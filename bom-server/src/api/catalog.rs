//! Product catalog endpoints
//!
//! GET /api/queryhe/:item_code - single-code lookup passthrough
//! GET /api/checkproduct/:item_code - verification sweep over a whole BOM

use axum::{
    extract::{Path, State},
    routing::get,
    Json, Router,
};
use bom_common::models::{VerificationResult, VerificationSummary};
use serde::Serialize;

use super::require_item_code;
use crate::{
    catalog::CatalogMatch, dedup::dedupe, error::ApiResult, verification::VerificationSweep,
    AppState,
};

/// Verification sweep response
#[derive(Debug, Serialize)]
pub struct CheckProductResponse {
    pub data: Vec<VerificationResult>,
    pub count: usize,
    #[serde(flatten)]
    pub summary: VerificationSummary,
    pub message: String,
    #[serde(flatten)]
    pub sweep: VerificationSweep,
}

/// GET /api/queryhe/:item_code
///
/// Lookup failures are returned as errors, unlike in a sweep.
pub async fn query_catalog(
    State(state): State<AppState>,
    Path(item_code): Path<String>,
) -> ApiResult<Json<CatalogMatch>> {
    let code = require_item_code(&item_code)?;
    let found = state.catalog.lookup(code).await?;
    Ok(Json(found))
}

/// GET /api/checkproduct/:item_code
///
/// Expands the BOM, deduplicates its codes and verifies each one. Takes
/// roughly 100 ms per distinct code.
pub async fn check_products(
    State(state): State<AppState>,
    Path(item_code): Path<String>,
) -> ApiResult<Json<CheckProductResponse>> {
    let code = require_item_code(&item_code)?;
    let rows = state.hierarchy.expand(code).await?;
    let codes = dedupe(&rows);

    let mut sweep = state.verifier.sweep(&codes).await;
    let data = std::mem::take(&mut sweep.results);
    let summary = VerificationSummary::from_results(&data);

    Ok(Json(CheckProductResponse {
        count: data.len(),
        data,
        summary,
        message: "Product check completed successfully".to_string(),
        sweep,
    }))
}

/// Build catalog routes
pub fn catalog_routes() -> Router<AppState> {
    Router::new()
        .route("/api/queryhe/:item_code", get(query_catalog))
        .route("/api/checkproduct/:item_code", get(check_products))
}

Exercise objective:
Repeat the material, keeping every word exactly as it is.

Response to this exercise:
filename bom-server/src/api/catalog.rs
//! Product catalog endpoints
//!
//! GET /api/queryhe/:item_code - single-code lookup passthrough
//! GET /api/checkproduct/:item_code - verification sweep over a whole BOM

use axum::{
    extract::{Path, State},
    routing::get,
    Json, Router,
};
use bom_common::models::{VerificationResult, VerificationSummary};
use serde::Serialize;

use super::require_item_code;
use crate::{
    catalog::CatalogMatch, dedup::dedupe, error::ApiResult, verification::VerificationSweep,
    AppState,
};

/// Verification sweep response
#[derive(Debug, Serialize)]
pub struct CheckProductResponse {
    pub data: Vec<VerificationResult>,
    pub count: usize,
    #[serde(flatten)]
    pub summary: VerificationSummary,
    pub message: String,
    #[serde(flatten)]
    pub sweep: VerificationSweep,
}

/// GET /api/queryhe/:item_code
///
/// Lookup failures are returned as errors, unlike in a sweep.
pub async fn query_catalog(
    State(state): State<AppState>,
    Path(item_code): Path<String>,
) -> ApiResult<Json<CatalogMatch>> {
    let code = require_item_code(&item_code)?;
    let found = state.catalog.lookup(code).await?;
    Ok(Json(found))
}

/// GET /api/checkproduct/:item_code
///
/// Expands the BOM, deduplicates its codes and verifies each one. Takes
/// roughly 100 ms per distinct code.
pub async fn check_products(
    State(state): State<AppState>,
    Path(item_code): Path<String>,
) -> ApiResult<Json<CheckProductResponse>> {
    let code = require_item_code(&item_code)?;
    let rows = state.hierarchy.expand(code).await?;
    let codes = dedupe(&rows);

    let mut sweep = state.verifier.sweep(&codes).await;
    let data = std::mem::take(&mut sweep.results);
    let summary = VerificationSummary::from_results(&data);

    Ok(Json(CheckProductResponse {
        count: data.len(),
        data,
        summary,
        message: "Product check completed successfully".to_string(),
        sweep,
    }))
}

/// Build catalog routes
pub fn catalog_routes() -> Router<AppState> {
    Router::new()
        .route("/api/queryhe/:item_code", get(query_catalog))
        .route("/api/checkproduct/:item_code", get(check_products))
}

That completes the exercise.